Extracted information –

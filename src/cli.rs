//! Shared CLI helpers and the Clap definitions for both binaries

use clap::error::ErrorKind;
use clap::Parser;
use std::path::PathBuf;

use crate::config::{ClientConfig, ServerConfig};
use crate::error::EXIT_USAGE;
use crate::protocol::MAX_RESERVED_PORT;

fn parse_port(s: &str) -> Result<u16, String> {
    let port: u16 = s
        .parse()
        .map_err(|_| format!("invalid port number: {}", s))?;
    if port <= MAX_RESERVED_PORT {
        return Err(format!(
            "invalid port number: {} (must be greater than {})",
            port, MAX_RESERVED_PORT
        ));
    }
    Ok(port)
}

fn non_empty(s: &str) -> Result<String, String> {
    if s.trim().is_empty() {
        Err("value must not be empty".to_string())
    } else {
        Ok(s.to_string())
    }
}

/// Upload one file to a filedrop server
#[derive(Clone, Debug, Parser)]
#[command(name = "client", version)]
pub struct ClientOpts {
    /// hostname or IP address of the server to connect with
    #[arg(value_name = "HOSTNAME-OR-IP", value_parser = non_empty)]
    pub host: String,

    /// port number of the server to connect with
    #[arg(value_name = "PORT", value_parser = parse_port)]
    pub port: u16,

    /// name of the file to transfer to the server
    #[arg(value_name = "FILENAME")]
    pub filename: PathBuf,

    /// Show a progress bar while sending
    #[arg(long)]
    pub progress: bool,
}

impl ClientOpts {
    pub fn to_config(&self) -> ClientConfig {
        let mut cfg = ClientConfig::new(self.host.clone(), self.port, self.filename.clone());
        cfg.progress = self.progress;
        cfg
    }
}

/// Receive uploads and store each one as a numbered file
#[derive(Clone, Debug, Parser)]
#[command(name = "server", version)]
pub struct ServerOpts {
    /// port number to listen on connections
    #[arg(value_name = "PORT", value_parser = parse_port)]
    pub port: u16,

    /// directory name where to save the received files
    #[arg(value_name = "FILE-DIR", value_parser = non_empty)]
    pub file_dir: String,

    /// TOML file with server tunables (tick_ms, idle_ticks, max_workers, ...)
    #[arg(long)]
    pub config: Option<PathBuf>,

    /// Append timestamped server events to this file
    #[arg(long = "log-file")]
    pub log_file: Option<PathBuf>,

    /// Append one JSON line per finished transfer to this file
    #[arg(long)]
    pub journal: Option<PathBuf>,

    /// Cap on concurrently running transfers
    #[arg(long = "max-workers")]
    pub max_workers: Option<usize>,
}

impl ServerOpts {
    /// Defaults, then the config file, then command-line values.
    pub fn to_config(&self) -> anyhow::Result<ServerConfig> {
        let mut cfg = match &self.config {
            Some(p) => ServerConfig::load(p)?,
            None => ServerConfig::default(),
        };
        cfg.port = self.port;
        cfg.file_dir = self.file_dir.clone();
        if let Some(n) = self.max_workers {
            cfg.max_workers = n;
        }
        cfg.validate()?;
        Ok(cfg)
    }
}

/// Parse argv; usage errors print the Clap message and exit with code 1.
/// Help and version output exit 0 as usual.
pub fn parse_or_exit<P: Parser>() -> P {
    match P::try_parse() {
        Ok(p) => p,
        Err(e) => match e.kind() {
            ErrorKind::DisplayHelp | ErrorKind::DisplayVersion => e.exit(),
            _ => {
                let _ = e.print();
                std::process::exit(EXIT_USAGE);
            }
        },
    }
}

#[cfg(test)]
mod tests {
    use super::*;

    #[test]
    fn test_client_args() {
        let opts = ClientOpts::try_parse_from(["client", "localhost", "4000", "notes.txt"]).unwrap();
        assert_eq!(opts.host, "localhost");
        assert_eq!(opts.port, 4000);
        assert_eq!(opts.filename, PathBuf::from("notes.txt"));
        let cfg = opts.to_config();
        assert!(!cfg.progress);
        assert_eq!(cfg.connect_ticks, 15);
    }

    #[test]
    fn test_client_rejects_reserved_port() {
        assert!(ClientOpts::try_parse_from(["client", "localhost", "80", "f"]).is_err());
        assert!(ClientOpts::try_parse_from(["client", "localhost", "1023", "f"]).is_err());
        assert!(ClientOpts::try_parse_from(["client", "localhost", "1024", "f"]).is_ok());
        assert!(ClientOpts::try_parse_from(["client", "localhost", "http", "f"]).is_err());
    }

    #[test]
    fn test_client_requires_three_args() {
        assert!(ClientOpts::try_parse_from(["client", "localhost", "4000"]).is_err());
        assert!(ClientOpts::try_parse_from(["client", "a", "4000", "f", "extra"]).is_err());
    }

    #[test]
    fn test_server_args() {
        let opts = ServerOpts::try_parse_from(["server", "4000", "out", "--max-workers", "3"]).unwrap();
        let cfg = opts.to_config().unwrap();
        assert_eq!(cfg.port, 4000);
        assert_eq!(cfg.file_dir, "out");
        assert_eq!(cfg.max_workers, 3);
        assert_eq!(cfg.bind_addr(), "0.0.0.0:4000");
    }

    #[test]
    fn test_server_rejects_bad_args() {
        assert!(ServerOpts::try_parse_from(["server", "4000"]).is_err());
        assert!(ServerOpts::try_parse_from(["server", "22", "out"]).is_err());
        assert!(ServerOpts::try_parse_from(["server", "4000", ""]).is_err());
    }

    #[test]
    fn test_server_config_file_then_flags() {
        use std::io::Write;
        let mut f = tempfile::NamedTempFile::new().unwrap();
        writeln!(f, "tick_ms = 100\nmax_workers = 10\nport = 9999").unwrap();
        f.flush().unwrap();
        let path = f.path().to_string_lossy().to_string();

        let opts = ServerOpts::try_parse_from(["server", "4000", "out", "--config", &path]).unwrap();
        let cfg = opts.to_config().unwrap();
        assert_eq!(cfg.tick_ms, 100);
        assert_eq!(cfg.max_workers, 10);
        // Positional port wins over the file
        assert_eq!(cfg.port, 4000);

        let opts = ServerOpts::try_parse_from([
            "server", "4000", "out", "--config", &path, "--max-workers", "2",
        ])
        .unwrap();
        assert_eq!(opts.to_config().unwrap().max_workers, 2);
    }
}
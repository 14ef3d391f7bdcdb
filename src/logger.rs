use anyhow::Result;
use chrono::Utc;
use std::fs::{File, OpenOptions};
use std::io::Write;
use std::net::SocketAddr;
use std::path::Path;
use std::sync::Mutex;

use crate::worker::SessionReport;

pub trait Logger: Send + Sync {
    fn listening(&self, _addr: &SocketAddr) {}
    fn accepted(&self, _peer: &SocketAddr, _artifact: &Path) {}
    fn finished(&self, _report: &SessionReport) {}
    fn error(&self, _context: &str, _artifact: &Path, _msg: &str) {}
    fn shutdown(&self, _drained: usize, _aborted: usize) {}
}

pub struct NoopLogger;
impl Logger for NoopLogger {}

pub struct TextLogger {
    file: Mutex<File>,
}

impl TextLogger {
    pub fn new<P: AsRef<Path>>(path: P) -> Result<Self> {
        if let Some(parent) = path.as_ref().parent() {
            std::fs::create_dir_all(parent).ok();
        }
        let f = OpenOptions::new().create(true).append(true).open(path)?;
        Ok(Self {
            file: Mutex::new(f),
        })
    }

    fn line(&self, s: &str) {
        if let Ok(mut f) = self.file.lock() {
            let _ = writeln!(f, "[{}] {}", Utc::now().to_rfc3339(), s);
        }
    }
}

impl Logger for TextLogger {
    fn listening(&self, addr: &SocketAddr) {
        self.line(&format!("LISTEN addr={}", addr));
    }
    fn accepted(&self, peer: &SocketAddr, artifact: &Path) {
        self.line(&format!("ACCEPT peer={} artifact={}", peer, artifact.display()));
    }
    fn finished(&self, report: &SessionReport) {
        self.line(&format!(
            "FINISH peer={} artifact={} outcome={} bytes={} seconds={:.3}",
            report.peer,
            report.artifact.display(),
            report.outcome,
            report.bytes_received,
            report.elapsed.as_secs_f64()
        ));
    }
    fn error(&self, context: &str, artifact: &Path, msg: &str) {
        self.line(&format!(
            "ERROR ctx={} artifact={} msg={}",
            context,
            artifact.display(),
            msg
        ));
    }
    fn shutdown(&self, drained: usize, aborted: usize) {
        self.line(&format!("SHUTDOWN drained={drained} aborted={aborted}"));
    }
}
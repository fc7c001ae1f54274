//! peerbookd — keeps the UID ↔ address peer book on disk up to date.

use std::sync::Arc;

use tokio::sync::broadcast;
use tokio::task::JoinHandle;

use anyhow::{Context, Result};

use peerbook_core::config::PeerbookConfig;
use peerbook_services::{load, JsonRecordStore, KeyValueExtractor, LogScanner, Registry, Syncer};

#[tokio::main]
async fn main() -> Result<()> {
    tracing_subscriber::fmt()
        .with_env_filter(tracing_subscriber::EnvFilter::from_default_env())
        .init();

    // Load config
    if let Err(e) = PeerbookConfig::write_default_if_missing() {
        tracing::warn!(error = %e, "failed to write default config");
    }
    let mut config = PeerbookConfig::load().unwrap_or_else(|e| {
        tracing::warn!(error = %e, "failed to load config, using defaults");
        PeerbookConfig::default()
    });

    // Optional first argument overrides the log directory.
    if let Some(dir) = std::env::args().nth(1) {
        config.scanner.log_dir = dir.into();
    }
    tracing::info!(
        store = %config.store.path.display(),
        log_dir = %config.scanner.log_dir.display(),
        "peerbookd starting"
    );

    // ── Shared state ─────────────────────────────────────────────────────────
    let registry = Registry::shared();
    let syncer = Arc::new(Syncer::new(
        registry.clone(),
        Arc::new(JsonRecordStore::new()),
        config.store.path.clone(),
    ));

    let outcome = {
        let syncer = syncer.clone();
        tokio::task::spawn_blocking(move || load(&syncer))
            .await
            .context("peer loader panicked")?
    };
    tracing::info!(count = outcome.count(), "peer book ready");

    // ── Shutdown channel ─────────────────────────────────────────────────────
    let (shutdown_tx, _) = broadcast::channel::<()>(1);
    // Subscribe before anything can send, so an early Ctrl-C reaches both.
    let syncer_shutdown = shutdown_tx.subscribe();
    let mut shutdown_rx = shutdown_tx.subscribe();

    {
        let shutdown = shutdown_tx.clone();
        tokio::spawn(async move {
            tokio::signal::ctrl_c().await.ok();
            tracing::info!("shutdown signal received");
            let _ = shutdown.send(());
        });
    }

    // ── Spawn tasks ──────────────────────────────────────────────────────────
    let syncer_task = tokio::spawn(
        syncer
            .clone()
            .run(config.sync.interval(), syncer_shutdown),
    );

    if config.scanner.scan_on_start {
        let scanner = LogScanner::new(
            config.scanner.log_dir.clone(),
            &config.scanner.extension,
            KeyValueExtractor,
        );
        tracing::info!(dir = %scanner.dir().display(), "startup sweep");
        let registry = registry.clone();
        match tokio::task::spawn_blocking(move || scanner.sweep(&registry)).await {
            Ok(Ok(report)) => tracing::info!(
                files = report.files,
                updated = report.updated,
                "startup sweep complete"
            ),
            Ok(Err(e)) => tracing::warn!(error = %e, "startup sweep failed"),
            Err(e) => tracing::error!(error = %e, "startup sweep panicked"),
        }
    }

    // ── Wait for exit ────────────────────────────────────────────────────────
    wait_for_exit(&mut shutdown_rx, syncer_task).await;

    tracing::info!(
        peers = registry.len(),
        unsaved = registry.dirty_count(),
        "peerbookd stopped"
    );
    Ok(())
}

/// Block until shutdown is requested or the syncer dies on its own.
///
/// On shutdown the syncer has seen the same signal; wait for its last
/// save. Returns false if the syncer exited without being asked to.
async fn wait_for_exit(
    shutdown_rx: &mut broadcast::Receiver<()>,
    mut syncer_task: JoinHandle<()>,
) -> bool {
    tokio::select! {
        // A pending shutdown wins over a syncer that already finished because of it.
        biased;
        _ = shutdown_rx.recv() => {}
        r = &mut syncer_task => {
            tracing::error!("peer syncer exited: {:?}", r);
            return false;
        }
    }

    tracing::info!("shutting down");
    if let Err(e) = syncer_task.await {
        tracing::error!(error = %e, "peer syncer failed during shutdown");
    }
    true
}
use std::time::Duration;

use anyhow::{bail, Context, Result};
use peerbook_core::Uid;
use peerbook_services::{JsonRecordStore, KeyValueExtractor, LogScanner, RecordStore};

use crate::*;

// ══════════════════════════════════════════════════════════════════════════════
//  Sweep + background syncer
// ══════════════════════════════════════════════════════════════════════════════

/// Poll until the registry has nothing left to save.
async fn wait_until_clean(syncer: &Syncer, attempts: u32) -> Result<()> {
    for _ in 0..attempts {
        tokio::time::sleep(Duration::from_millis(20)).await;
        if !syncer.registry().has_dirty() {
            return Ok(());
        }
    }
    bail!(
        "syncer never cleared dirty peers ({} still dirty)",
        syncer.registry().dirty_count()
    )
}

/// A sweep feeds the registry and the running syncer persists it within
/// a few poll intervals.
#[tokio::test]
async fn test_sweep_is_persisted_by_running_syncer() -> Result<()> {
    let scratch = Scratch::new("sweep-sync")?;
    scratch.write_log(
        "session-1.log",
        &[
            "joined uid=abc ip=10.0.0.1",
            "joined uid=def ip=10.0.0.2",
            "noise line without fields",
        ],
    )?;
    scratch.write_log("session-2.log", &["joined uid=abc ip=10.0.0.3"])?;
    scratch.write_log("notes.txt", &["joined uid=zzz ip=10.0.0.9"])?;

    let syncer = json_syncer(&scratch.store_path());
    let (shutdown_tx, shutdown_rx) = tokio::sync::broadcast::channel(1);
    let task = tokio::spawn(
        syncer
            .clone()
            .run(Duration::from_millis(20), shutdown_rx),
    );

    let report = LogScanner::new(scratch.log_dir(), "log", KeyValueExtractor)
        .sweep(syncer.registry())
        .context("sweep failed")?;
    assert_eq!(report.files, 2);
    assert_eq!(report.observations, 3);
    assert_eq!(report.peers, 3);

    wait_until_clean(&syncer, 50).await?;

    shutdown_tx.send(()).context("syncer dropped its receiver")?;
    task.await.context("syncer task panicked")?;

    let records = JsonRecordStore::new().read_all(&scratch.store_path())?;
    assert_eq!(records.len(), 2);
    let abc = records
        .iter()
        .find(|r| r.uid == Some(Uid::new("abc")))
        .context("abc not persisted")?;
    assert_eq!(abc.ips.len(), 2);
    Ok(())
}

/// Nothing dirty, nothing written.
#[tokio::test]
async fn test_idle_syncer_does_not_write() -> Result<()> {
    let scratch = Scratch::new("idle")?;
    let syncer = json_syncer(&scratch.store_path());
    let (shutdown_tx, shutdown_rx) = tokio::sync::broadcast::channel(1);
    let task = tokio::spawn(
        syncer
            .clone()
            .run(Duration::from_millis(10), shutdown_rx),
    );

    tokio::time::sleep(Duration::from_millis(60)).await;
    shutdown_tx.send(()).context("syncer dropped its receiver")?;
    task.await.context("syncer task panicked")?;

    assert!(!scratch.store_path().exists());
    Ok(())
}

Task directions –
What you give back should be exactly the lines of the data above from the line with "use peerbook_core::config::PeerbookConfig;" through the line with "let syncer = syncer.clone();", both of those included, and nothing more.

Response area –
use peerbook_core::config::PeerbookConfig;
use peerbook_services::{load, JsonRecordStore, KeyValueExtractor, LogScanner, Registry, Syncer};

#[tokio::main]
async fn main() -> Result<()> {
    tracing_subscriber::fmt()
        .with_env_filter(tracing_subscriber::EnvFilter::from_default_env())
        .init();

    // Load config
    if let Err(e) = PeerbookConfig::write_default_if_missing() {
        tracing::warn!(error = %e, "failed to write default config");
    }
    let mut config = PeerbookConfig::load().unwrap_or_else(|e| {
        tracing::warn!(error = %e, "failed to load config, using defaults");
        PeerbookConfig::default()
    });

    // Optional first argument overrides the log directory.
    if let Some(dir) = std::env::args().nth(1) {
        config.scanner.log_dir = dir.into();
    }
    tracing::info!(
        store = %config.store.path.display(),
        log_dir = %config.scanner.log_dir.display(),
        "peerbookd starting"
    );

    // ── Shared state ─────────────────────────────────────────────────────────
    let registry = Registry::shared();
    let syncer = Arc::new(Syncer::new(
        registry.clone(),
        Arc::new(JsonRecordStore::new()),
        config.store.path.clone(),
    ));

    let outcome = {
        let syncer = syncer.clone();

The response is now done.